Her pupils are blown out, wide and glassy. I stare into them, searching for any trace of the mom I used to know.

My heart thuds in an all too familiar rhythm. “You’re high.”

She sneers and jerks her face to the side. “My back hurts.”

I let out a breath, heavy and bitter, like it’s been trapped in my lungs for years.

“Every time you ask me to go to him,” I say quietly, “another piece of me dies.”

Somewhere deep inside me, I still want him to be something more. Something else.

A father.

I don’t want his money. I don’t want his power. I just want him , and I fucking hate myself for it. My hands curl into fists against my knees, nails biting into my palms until the sting grounds me.

I blink hard. Once. Twice.

Then I exhale through my nose, and shove that feeling back down where it belongs. Buried and forgotten, locked in a corner behind everything I’ve become despite him.

“He didn’t want us, remember? We don’t need him.”

“He does want you. He wouldn’t have given you his last name if he didn’t. The problem is her .”

I should point out the obvious: that it was my father who wiped our old identities from the face of the earth after my mom had us visit when I was fifteen.

She wrapped our car around a tree, and he swooped in right after with his own personal brand of witness protection.

A clean slate, and an easy way to keep the mistakes of his past from smudging his picture-perfect future.

I guess it wasn’t enough that we never lived in his shitty Connecticut town. He wanted to make sure we no longer existed at all.

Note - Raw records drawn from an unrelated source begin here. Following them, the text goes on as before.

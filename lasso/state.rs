//! # Estimator State
//!
//! The full memory of the online estimator lives in a single immutable record,
//! `LassoState`. Each arrival consumes a borrowed state and produces a brand-new
//! one, so a caller can never observe a half-updated accumulator and never has
//! to reason about aliasing between successive calls.

use crate::error::LassoError;
use ndarray::{Array1, ArrayView1};

/// The accumulators and weight estimate threaded from one arrival to the next.
///
/// # Fields
///
/// * `xy`: The cross-correlation accumulator. After the first arrival this is
///   **not** the plain running sum of `features[j] * label`: every coordinate
///   sweep permanently subtracts the cross-term of the other coordinates from
///   it (see `coordinate::update_coordinates`). That subtraction is never
///   undone, so `xy` drifts away from the pure sufficient statistic over time.
/// * `xx`: The per-feature energy, the running sum of `features[j]^2`.
///   Always non-negative and non-decreasing across arrivals.
/// * `theta`: The current sparse weight estimate. It is recomputed from the
///   accumulators at every arrival and carries no memory of its own beyond
///   being the starting point for coordinates not yet visited in a sweep.
#[derive(Debug, Clone, PartialEq)]
pub struct LassoState {
    xy: Array1<f64>,
    xx: Array1<f64>,
    theta: Array1<f64>,
}

impl LassoState {
    /// An empty state for `dimension` features: no arrivals seen, all zeros.
    pub fn new(dimension: usize) -> Self {
        Self {
            xy: Array1::zeros(dimension),
            xx: Array1::zeros(dimension),
            theta: Array1::zeros(dimension),
        }
    }

    /// Rebuilds a state from raw parts, e.g. to resume a stream.
    ///
    /// All three vectors must share one length, every entry must be finite,
    /// and every energy must be non-negative.
    pub fn from_parts(
        xy: Array1<f64>,
        xx: Array1<f64>,
        theta: Array1<f64>,
    ) -> Result<Self, LassoError> {
        let dimension = xy.len();
        if xx.len() != dimension {
            return Err(LassoError::DimensionMismatch {
                context: "energy accumulator",
                expected: dimension,
                found: xx.len(),
            });
        }
        if theta.len() != dimension {
            return Err(LassoError::DimensionMismatch {
                context: "weight vector",
                expected: dimension,
                found: theta.len(),
            });
        }
        ensure_finite("cross-correlation accumulator", xy.view())?;
        ensure_finite("energy accumulator", xx.view())?;
        ensure_finite("weight vector", theta.view())?;
        if let Some((index, &value)) = xx.iter().enumerate().find(|(_, v)| **v < 0.0) {
            return Err(LassoError::NegativeEnergy { index, value });
        }
        Ok(Self { xy, xx, theta })
    }

    pub(crate) fn from_parts_unchecked(
        xy: Array1<f64>,
        xx: Array1<f64>,
        theta: Array1<f64>,
    ) -> Self {
        Self { xy, xx, theta }
    }

    pub fn dimension(&self) -> usize {
        self.theta.len()
    }

    pub fn xy(&self) -> ArrayView1<'_, f64> {
        self.xy.view()
    }

    pub fn xx(&self) -> ArrayView1<'_, f64> {
        self.xx.view()
    }

    pub fn theta(&self) -> ArrayView1<'_, f64> {
        self.theta.view()
    }

    /// Ascending indices of the features with a nonzero weight.
    pub fn support(&self) -> Vec<usize> {
        self.theta
            .iter()
            .enumerate()
            .filter(|(_, w)| **w != 0.0)
            .map(|(j, _)| j)
            .collect()
    }

    /// Consumes the state, handing back `(xy, xx, theta)`.
    pub fn into_parts(self) -> (Array1<f64>, Array1<f64>, Array1<f64>) {
        (self.xy, self.xx, self.theta)
    }
}

/// Fails with `NonFiniteState` at the first NaN or infinite entry.
pub(crate) fn ensure_finite(
    vector: &'static str,
    values: ArrayView1<f64>,
) -> Result<(), LassoError> {
    match values.iter().position(|v| !v.is_finite()) {
        Some(index) => Err(LassoError::NonFiniteState { vector, index }),
        None => Ok(()),
    }
}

The “her” my mother spits like a curse is my father’s wife. His dead wife.

Eleanor Montgomery. Or Voltaire if we’re going by maiden names.

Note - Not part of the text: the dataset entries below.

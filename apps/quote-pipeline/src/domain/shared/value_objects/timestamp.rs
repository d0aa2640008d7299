//! Timestamp value object for temporal data.

use chrono::{DateTime, NaiveDate, Timelike, Utc};
use serde::{Deserialize, Serialize};
use std::fmt;
use std::time::Duration;

/// A UTC timestamp with sub-second precision.
#[derive(Debug, Clone, Copy, PartialEq, Eq, PartialOrd, Ord, Hash, Serialize, Deserialize)]
#[serde(transparent)]
pub struct Timestamp(DateTime<Utc>);

impl Timestamp {
    /// Create a new Timestamp from a DateTime<Utc>.
    #[must_use]
    pub const fn new(dt: DateTime<Utc>) -> Self {
        Self(dt)
    }

    /// Get the current timestamp.
    #[must_use]
    pub fn now() -> Self {
        Self(Utc::now())
    }

    /// Parse from an ISO 8601 string.
    ///
    /// # Errors
    ///
    /// Returns error if the string is not a valid ISO 8601 timestamp.
    pub fn parse(s: &str) -> Result<Self, chrono::ParseError> {
        let dt = DateTime::parse_from_rfc3339(s)?;
        Ok(Self(dt.with_timezone(&Utc)))
    }

    /// Build a timestamp from Unix milliseconds.
    #[must_use]
    pub fn from_unix_millis(millis: i64) -> Option<Self> {
        DateTime::from_timestamp_millis(millis).map(Self)
    }

    /// Get the inner DateTime<Utc>.
    #[must_use]
    pub const fn as_datetime(&self) -> DateTime<Utc> {
        self.0
    }

    /// Format as ISO 8601 / RFC 3339 string.
    #[must_use]
    pub fn to_rfc3339(&self) -> String {
        self.0.to_rfc3339()
    }

    /// Get the Unix timestamp in milliseconds.
    #[must_use]
    pub fn unix_millis(&self) -> i64 {
        self.0.timestamp_millis()
    }

    /// Calendar date (UTC).
    #[must_use]
    pub fn date(&self) -> NaiveDate {
        self.0.date_naive()
    }

    /// Hour of day (UTC), 0-23.
    #[must_use]
    pub fn hour(&self) -> u32 {
        self.0.hour()
    }

    /// Calculate duration since another timestamp.
    #[must_use]
    pub fn duration_since(&self, other: Self) -> chrono::Duration {
        self.0 - other.0
    }

    /// Subtract a std duration, saturating at the minimum representable instant.
    #[must_use]
    pub fn saturating_sub(&self, duration: Duration) -> Self {
        chrono::Duration::from_std(duration)
            .ok()
            .and_then(|d| self.0.checked_sub_signed(d))
            .map_or(Self(DateTime::<Utc>::MIN_UTC), Self)
    }

    /// Truncate down to a multiple of `period` since the Unix epoch.
    ///
    /// A zero period leaves the timestamp unchanged.
    #[must_use]
    pub fn truncate_to(&self, period: Duration) -> Self {
        let period_ms = i64::try_from(period.as_millis()).unwrap_or(i64::MAX);
        if period_ms == 0 {
            return *self;
        }
        let millis = self.unix_millis();
        let truncated = millis - millis.rem_euclid(period_ms);
        Self::from_unix_millis(truncated).unwrap_or(*self)
    }
}

impl Default for Timestamp {
    fn default() -> Self {
        Self::now()
    }
}

impl fmt::Display for Timestamp {
    fn fmt(&self, f: &mut fmt::Formatter<'_>) -> fmt::Result {
        write!(f, "{}", self.0.to_rfc3339())
    }
}

impl From<DateTime<Utc>> for Timestamp {
    fn from(dt: DateTime<Utc>) -> Self {
        Self(dt)
    }
}

impl From<Timestamp> for DateTime<Utc> {
    fn from(ts: Timestamp) -> Self {
        ts.0
    }
}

And if she were really the issue—if she were who kept me out—then he would have let me in when I showed up after her funeral.

But he didn’t.

Turns out everything I’d been told about Eleanor Montgomery was a lie.

But my mother loves to live in delusion.

My tongue pushes against the inside of my cheek. “Well, I don’t want him , then.”

She lifts her chin. “Even if it could save your sister?”

Guilt wraps around my chest and squeezes.

She sets her mug down and leans in, cupping my face like I’m still that child who’s blind to everything but her love.

“You’re still a Montgomery , Ry,” she says softly. “Whether you like it or not. Maybe it’s time you start to act like one.”